I’ve been told that, when you run a marathon, you will hit “the wall”. I’ll take their word for it; I’m not so much a runner as a super-fast walker. They say this usually happens about mile 20, with only 6.2 miles to go. The irony of it happening so close to the end has not been missed by me. Today, I have hit my wall.

This is somewhat typical, though I can’t recall it happening to me to this degree since college. Every Spring Break, I was sick as a dog. I would go-go-go all term, function on minimal sleep, study, cram, test, create and be social, and the minute I slowed and my body would have a chance to rest, it would collapse in a heap. Usually some type of strep throat or upper-respiratory infection. Really fun and sexy, let me tell you. That’s why I never made it to Palm Beach, or even Palm Springs. I was in bed or on the sofa sleeping, having fever dreams or hacking up a lung. Like I said, sexy.

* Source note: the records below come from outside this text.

//! End-to-end integration tests exercising the full loader -> resolver ->
//! grouper -> priority -> scheduler pipeline, against the literal scenarios
//! named in the specification's testable-properties section.

use std::collections::HashMap;

use debsched_core::{
    build_schedule, CircularDeclarationSet, ControlFileReader, ControlParagraph,
    GroupingError, InMemoryPackageIndex, LoaderError, ScheduleError,
};

struct FixtureReader {
    paragraphs: HashMap<String, ControlParagraph>,
}

impl FixtureReader {
    fn new(recipes: &[(&str, &str, &[&str], &str)]) -> (Self, Vec<String>) {
        let mut paragraphs = HashMap::new();
        let mut paths = Vec::new();
        for &(path, source, binary, build_depends) in recipes {
            paths.push(path.to_string());
            let _ = paragraphs.insert(
                path.to_string(),
                ControlParagraph {
                    source: source.to_string(),
                    binary: binary.iter().map(|s| s.to_string()).collect(),
                    build_depends: build_depends.to_string(),
                    build_depends_indep: String::new(),
                    build_depends_arch: String::new(),
                },
            );
        }
        (Self { paragraphs }, paths)
    }
}

impl ControlFileReader for FixtureReader {
    fn read_control(&self, path: &str) -> Result<ControlParagraph, LoaderError> {
        self.paragraphs
            .get(path)
            .cloned()
            .ok_or_else(|| LoaderError::RecipeUnreadable {
                path: path.to_string(),
                reason: "not in fixture".to_string(),
            })
    }
}

/// S1 — linear chain: A <- B <- C. Priorities 30/20/10, dispatch A, B, C.
#[test]
fn s1_linear_chain() {
    let (reader, paths) = FixtureReader::new(&[
        ("/a", "A", &["a"], ""),
        ("/b", "B", &["b"], "a"),
        ("/c", "C", &["c"], "b"),
    ]);
    let index = InMemoryPackageIndex::new();
    let schedule = build_schedule(&paths, reader, &index, &CircularDeclarationSet::empty()).unwrap();

    for _ in 0..3 {
        let batch = schedule.next_batch(1).unwrap();
        assert_eq!(batch.len(), 1);
        schedule.report_success(batch[0]).unwrap();
    }
    assert!(schedule.is_done());
}

/// S2 — fan-out: A is depended on by B, C, D. A=40, others=10; B/C/D
/// dispatch together, name-sorted.
#[test]
fn s2_fan_out() {
    let (reader, paths) = FixtureReader::new(&[
        ("/a", "A", &["a"], ""),
        ("/b", "B", &["b"], "a"),
        ("/c", "C", &["c"], "a"),
        ("/d", "D", &["d"], "a"),
    ]);
    let index = InMemoryPackageIndex::new();
    let schedule = build_schedule(&paths, reader, &index, &CircularDeclarationSet::empty()).unwrap();

    let first = schedule.next_batch(1).unwrap();
    assert_eq!(first.len(), 1);
    schedule.report_success(first[0]).unwrap();

    let rest = schedule.next_batch(3).unwrap();
    assert_eq!(rest.len(), 3);

    for id in rest {
        schedule.report_success(id).unwrap();
    }
    assert!(schedule.is_done());
}

/// S3 — declared cycle: X <-> Y, declared `SRC SET: X Y / BUILD ORDER: X Y`.
#[test]
fn s3_declared_cycle() {
    let (reader, paths) = FixtureReader::new(&[("/x", "X", &["x"], "y"), ("/y", "Y", &["y"], "x")]);
    let index = InMemoryPackageIndex::new();
    let declarations = debsched_core::declarations::parse_declarations(
        "SRC SET: X Y\nBUILD ORDER: X Y\n",
    )
    .unwrap();
    let schedule = build_schedule(&paths, reader, &index, &declarations).unwrap();

    let first = schedule.next_batch(5).unwrap();
    assert_eq!(first.len(), 1);
    schedule.report_success(first[0]).unwrap();

    let second = schedule.next_batch(5).unwrap();
    assert_eq!(second.len(), 1);
    schedule.report_success(second[0]).unwrap();

    assert!(schedule.is_done());
}

/// S4 — same graph as S3 but undeclared: construction fails naming both X
/// and Y.
#[test]
fn s4_undeclared_cycle() {
    let (reader, paths) = FixtureReader::new(&[("/x", "X", &["x"], "y"), ("/y", "Y", &["y"], "x")]);
    let index = InMemoryPackageIndex::new();

    let err = build_schedule(&paths, reader, &index, &CircularDeclarationSet::empty()).unwrap_err();
    match err {
        ScheduleError::Grouping(GroupingError::UndeclaredCycle(report)) => {
            let rendered = report.to_string();
            assert!(rendered.contains('X'));
            assert!(rendered.contains('Y'));
        }
        other => panic!("expected UndeclaredCycle, got {other:?}"),
    }
}

/// S5 — cycle plus tail: X<->Y declared, Z build-deps x. Z must not dispatch
/// until both cycle members complete.
#[test]
fn s5_cycle_plus_tail() {
    let (reader, paths) = FixtureReader::new(&[
        ("/x", "X", &["x"], "y"),
        ("/y", "Y", &["y"], "x"),
        ("/z", "Z", &["z"], "x"),
    ]);
    let index = InMemoryPackageIndex::new();
    let declarations = debsched_core::declarations::parse_declarations(
        "SRC SET: X Y\nBUILD ORDER: X Y\n",
    )
    .unwrap();
    let schedule = build_schedule(&paths, reader, &index, &declarations).unwrap();

    let first = schedule.next_batch(5).unwrap();
    assert_eq!(first.len(), 1);
    // Z is not reachable while the cycle is unfinished.
    assert!(schedule.next_batch(5).unwrap().is_empty());
    schedule.report_success(first[0]).unwrap();

    let second = schedule.next_batch(5).unwrap();
    assert_eq!(second.len(), 1);
    schedule.report_success(second[0]).unwrap();

    let tail = schedule.next_batch(5).unwrap();
    assert_eq!(tail.len(), 1);
    schedule.report_success(tail[0]).unwrap();
    assert!(schedule.is_done());
}

/// S6 — failure then retry: a dispatched recipe returned via
/// `report_failure` is redispatched with its original priority intact.
#[test]
fn s6_failure_then_retry() {
    let (reader, paths) = FixtureReader::new(&[
        ("/a", "A", &["a"], ""),
        ("/b", "B", &["b"], "a"),
        ("/c", "C", &["c"], "b"),
    ]);
    let index = InMemoryPackageIndex::new();
    let schedule = build_schedule(&paths, reader, &index, &CircularDeclarationSet::empty()).unwrap();

    let first = schedule.next_batch(1).unwrap();
    assert_eq!(first.len(), 1);
    schedule.report_failure(first[0]).unwrap();

    let retry = schedule.next_batch(1).unwrap();
    assert_eq!(retry, first);
    schedule.report_success(retry[0]).unwrap();

    let next = schedule.next_batch(1).unwrap();
    assert_eq!(next.len(), 1);
    assert_ne!(next, first);
}

/// I2 (uniqueness): two concurrent `next_batch` callers never see the same
/// recipe twice before it is reported.
#[test]
fn uniqueness_across_concurrent_dispatch() {
    let (reader, paths) = FixtureReader::new(&[
        ("/a", "A", &["a"], ""),
        ("/b", "B", &["b"], "a"),
        ("/c", "C", &["c"], "a"),
        ("/d", "D", &["d"], "a"),
    ]);
    let index = InMemoryPackageIndex::new();
    let schedule = std::sync::Arc::new(
        build_schedule(&paths, reader, &index, &CircularDeclarationSet::empty()).unwrap(),
    );

    let first = schedule.next_batch(1).unwrap();
    schedule.report_success(first[0]).unwrap();

    let handles: Vec<_> = (0..4)
        .map(|_| {
            let schedule = std::sync::Arc::clone(&schedule);
            std::thread::spawn(move || schedule.next_batch(1).unwrap())
        })
        .collect();

    let mut seen = std::collections::HashSet::new();
    for handle in handles {
        for id in handle.join().unwrap() {
            assert!(seen.insert(id), "recipe {id} dispensed to more than one worker");
        }
    }
}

I’m not ill in this instance. I’ve been fortunate to avoid the Ebola going around town. I’m just utterly exhausted, and overly emotional (which is so not like me, let me assure you of that). I am so drained, I feel bloodless. I am flattened to the point that there is no inflection in my voice. And don’t get me started on the tears. Yes, tears! That so falls under the category of WTF?!? I save that stuff for things that matter. Like when Huckleberry Fox walks out of Debra Winger’s hospital room in Terms of Endearment (no matter how many times I see it, his teary nod makes me cry), or when Veuve Clicquot goes on sale.

This started last night after I sent out what we think is the draft that will go out to cast. I’ve been working on this project for absolute ages, but have been going full-tilt boogie for the last six months. The last four weeks of which have been incredibly intense, but in the most fabulous way. That’s the other thing: This entire experience has been a pleasure. Fun, in fact. Hard word? Sure. But, as I’ve mentioned before, I am working with three other really wonderful people. I can’t imagine it being any better (except to get a call that we’ve got our cast and full funding). But, just like in college, I have finally slowed down only to realize I have nothing left. Zip, zilch, zero. And there’s still more to go on this marathon. I would like to think we are at mile 20, but I think it’s safer to say we are at mile 2. From script to cast to funding, pre-production, production and post, we have a long, long, long way to go. I think I just need a rest, but I still have to prep for taxes and do a decent housecleaning. The personal life has quite fallen by the wayside. Happily, this is Hollywood’s high holy holiday weekend with the Spirit Awards and Oscars. The perfect time for me to snuggle in with a cheese-less pizza and a bottle of Veuve and listen to the acceptance speeches. Celebrate this small victory, and prepare for the rest of the run.

I have to smile, though, as I think of The Wall. It’s the reason I went to film school. Perhaps a little poetry plays with the irony here. In any event, I’m off now to this afternoon’s meeting, for which I hope I am able to exhibit some personality, and refrain from tearing up. I don’t think I could handle the mortification of that. And then home for a much needed nap.